First, by drastically reducing Africans’ current and future economic prospects, the COVID-19 crisis could eventually fuel even more migration than current forecasts anticipate. Second, by triggering a series of corporate- and sovereign-debt defaults, an uncontrolled COVID-19 outbreak could exacerbate the financial-market instability that the US Federal Reserve and the European Central Bank have taken such strong action to repress. This increases the chances of reverse-contamination from the financial sector to the real economy.
The scale of the threat is not lost on the International Monetary Fund, which, through an enormous ongoing effort, has moved quickly and boldly to increase emergency funding. More than 90 developing countries have already approached the IMF for financial assistance. Together with the World Bank, the Fund has also called for official bilateral creditors, including China, which has become a major creditor in recent years, to suspend debt payments by the poorest developing countries. Leading the way here too, the IMF is providing immediate debt relief for 25 of its low-income member countries, using grant resources to cover their multilateral debt-servicing obligations for six months.
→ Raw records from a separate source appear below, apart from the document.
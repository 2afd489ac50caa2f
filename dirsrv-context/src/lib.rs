//! The operation context: the one object threaded through the whole
//! interceptor chain for a single directory operation.
//!
//! Every operation (bind, add, delete, modify, compare, search, rename,
//! move) is wrapped in an [`OperationContext`] before it enters the
//! chain. Interceptors read the payload to do their work and may attach
//! controls, adjust limits, or add stage names to the bypass set so a
//! later re-dispatch of the same context (a referral retry, a chained
//! operation issued by another interceptor) skips stages that already ran.

use dirsrv_core::{Dn, Entry, Filter, Modification, Rdn};
use std::collections::HashSet;
use std::time::Duration;

/// What the operation actually does, independent of how it got here.
#[derive(Debug, Clone, PartialEq)]
pub enum OperationPayload {
    Bind {
        name: Dn,
        credentials: Vec<u8>,
    },
    Add {
        entry: Entry,
    },
    Delete {
        dn: Dn,
    },
    Modify {
        dn: Dn,
        changes: Vec<Modification>,
    },
    ModifyDn {
        dn: Dn,
        new_rdn: Rdn,
        delete_old_rdn: bool,
        new_superior: Option<Dn>,
    },
    Compare {
        dn: Dn,
        attribute: String,
        value: String,
    },
    Search {
        base: Dn,
        scope: SearchScope,
        filter: Filter,
        attributes: Vec<String>,
        types_only: bool,
    },
    Unbind,
}

/// Search scope (RFC 4511 §4.5.1.2).
#[derive(Debug, Clone, Copy, PartialEq, Eq)]
pub enum SearchScope {
    Base,
    OneLevel,
    Subtree,
}

/// Alias dereferencing mode (RFC 4511 §4.5.1.3).
#[derive(Debug, Clone, Copy, PartialEq, Eq, Default)]
pub enum AliasDereferencing {
    #[default]
    Never,
    FindingBaseOnly,
    SearchingOnly,
    Always,
}

impl AliasDereferencing {
    pub fn dereferences_base(self) -> bool {
        matches!(self, Self::FindingBaseOnly | Self::Always)
    }

    pub fn dereferences_search(self) -> bool {
        matches!(self, Self::SearchingOnly | Self::Always)
    }
}

/// What to do when the resolved entry lives on another server
/// (RFC 4511 §4.1.10).
#[derive(Debug, Clone, Copy, PartialEq, Eq, Default)]
pub enum ReferralPolicy {
    #[default]
    Return,
    Follow,
}

/// A request control attached to the operation (RFC 4511 §4.1.11):
/// an OID, a criticality flag, and an opaque value.
#[derive(Debug, Clone, PartialEq, Eq)]
pub struct Control {
    pub oid: String,
    pub criticality: bool,
    pub value: Option<Vec<u8>>,
}

impl Control {
    pub fn new(oid: impl Into<String>, criticality: bool) -> Self {
        Self {
            oid: oid.into(),
            criticality,
            value: None,
        }
    }

    pub fn with_value(mut self, value: Vec<u8>) -> Self {
        self.value = Some(value);
        self
    }
}

/// The full per-operation context threaded through the interceptor chain.
#[derive(Debug, Clone, PartialEq)]
pub struct OperationContext {
    pub payload: OperationPayload,
    pub controls: Vec<Control>,
    pub size_limit: Option<u64>,
    pub time_limit: Option<Duration>,
    pub alias_dereferencing: AliasDereferencing,
    pub referral_policy: ReferralPolicy,
    /// `true` for the `manageDsaIT` control: subentries and alias entries
    /// are returned as themselves rather than dereferenced or filtered out
    /// (RFC 4511 §4.5.1.3 "manageDsaIT interaction").
    pub manage_dsa_it: bool,
    /// Stage names already applied to this context; an interceptor with a
    /// matching name short-circuits straight to `next()`. Populated when
    /// re-dispatching a context (e.g. a referral retry) that already made
    /// it partway through the chain.
    bypass: HashSet<&'static str>,
}

impl OperationContext {
    pub fn new(payload: OperationPayload) -> Self {
        Self {
            payload,
            controls: Vec::new(),
            size_limit: None,
            time_limit: None,
            alias_dereferencing: AliasDereferencing::default(),
            referral_policy: ReferralPolicy::default(),
            manage_dsa_it: false,
            bypass: HashSet::new(),
        }
    }

    pub fn with_controls(mut self, controls: Vec<Control>) -> Self {
        self.controls = controls;
        self
    }

    pub fn with_size_limit(mut self, limit: u64) -> Self {
        self.size_limit = Some(limit);
        self
    }

    pub fn with_time_limit(mut self, limit: Duration) -> Self {
        self.time_limit = Some(limit);
        self
    }

    pub fn with_alias_dereferencing(mut self, mode: AliasDereferencing) -> Self {
        self.alias_dereferencing = mode;
        self
    }

    pub fn with_referral_policy(mut self, policy: ReferralPolicy) -> Self {
        self.referral_policy = policy;
        self
    }

    pub fn with_manage_dsa_it(mut self, manage: bool) -> Self {
        self.manage_dsa_it = manage;
        self
    }

    pub fn control(&self, oid: &str) -> Option<&Control> {
        self.controls.iter().find(|c| c.oid == oid)
    }

    pub fn bypasses(&self, stage: &str) -> bool {
        self.bypass.contains(stage)
    }

    pub fn mark_bypassed(&mut self, stage: &'static str) {
        self.bypass.insert(stage);
    }

    /// The DN this operation targets, if it has a single clear target
    /// (search has a base rather than a target and returns that).
    pub fn target_dn(&self) -> Option<&Dn> {
        match &self.payload {
            OperationPayload::Bind { name, .. } => Some(name),
            OperationPayload::Add { entry } => Some(entry.dn()),
            OperationPayload::Delete { dn } => Some(dn),
            OperationPayload::Modify { dn, .. } => Some(dn),
            OperationPayload::ModifyDn { dn, .. } => Some(dn),
            OperationPayload::Compare { dn, .. } => Some(dn),
            OperationPayload::Search { base, .. } => Some(base),
            OperationPayload::Unbind => None,
        }
    }
}

#[cfg(test)]
mod tests {
    use super::*;
    use dirsrv_core::Dn;
    use std::str::FromStr;

    #[test]
    fn bypass_set_starts_empty() {
        let ctx = OperationContext::new(OperationPayload::Unbind);
        assert!(!ctx.bypasses("schema"));
    }

    #[test]
    fn mark_bypassed_is_observed_by_bypasses() {
        let mut ctx = OperationContext::new(OperationPayload::Unbind);
        ctx.mark_bypassed("schema");
        assert!(ctx.bypasses("schema"));
    }

    #[test]
    fn target_dn_resolves_for_delete() {
        let dn = Dn::from_str("cn=alice,dc=example").unwrap();
        let ctx = OperationContext::new(OperationPayload::Delete { dn: dn.clone() });
        assert_eq!(ctx.target_dn(), Some(&dn));
    }

    #[test]
    fn manage_dsa_it_defaults_to_false() {
        let ctx = OperationContext::new(OperationPayload::Unbind);
        assert!(!ctx.manage_dsa_it);
    }

    #[test]
    fn alias_dereferencing_modes_split_base_and_search() {
        assert!(AliasDereferencing::Always.dereferences_base());
        assert!(AliasDereferencing::Always.dereferences_search());
        assert!(AliasDereferencing::FindingBaseOnly.dereferences_base());
        assert!(!AliasDereferencing::FindingBaseOnly.dereferences_search());
    }
}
Meanwhile, some countries, such as China, have offered large in-kind medical donations (what less charitable observers have described as “facemask diplomacy”).
But, to stave off disaster in vulnerable regions, the international community must do a lot more. Advanced economies, in particular, should supplement the home bias that has (understandably) characterized their responses so far with a broader assessment of the global effects, including spillovers to and spillbacks from Africa. They should expand official funding assistance, facilitate broader debt relief, and urgently establish an international solidarity fund which other countries and the private sector could join.
Furthermore, developed countries should do more to share best practices for containment and mitigation of the pandemic. To facilitate this process, the World Health Organization needs to do a better job of centralizing and disseminating relevant information. Advanced economies’ leadership, one hopes, will soon extend to the universal deployment of more effective medical treatments, or even a vaccine.
Finally, the international community must do a lot more to crowd in private-sector resources. Much as it did in the developed countries, the private sector can play an important role in the crisis response in vulnerable regions, both directly and through proliferating public-private partnerships. While pharmaceutical and tech companies will do a lot of the heavy lifting, private creditors can help by working on orderly ways to reduce the immediate debt burden on more challenged developing countries.
But, again, this will require greater emphasis on enabling mechanisms. A bigger shift in mindset on the part of multilateral lenders and other international bodies (including the World Bank) will be needed.
The COVID-19 pandemic threatens to devastate large parts of the developing world. Only with a concerted, cooperative, and holistic approach can the international community avoid a large-scale humanitarian tragedy – and protect the rest of the world from destabilizing blowback.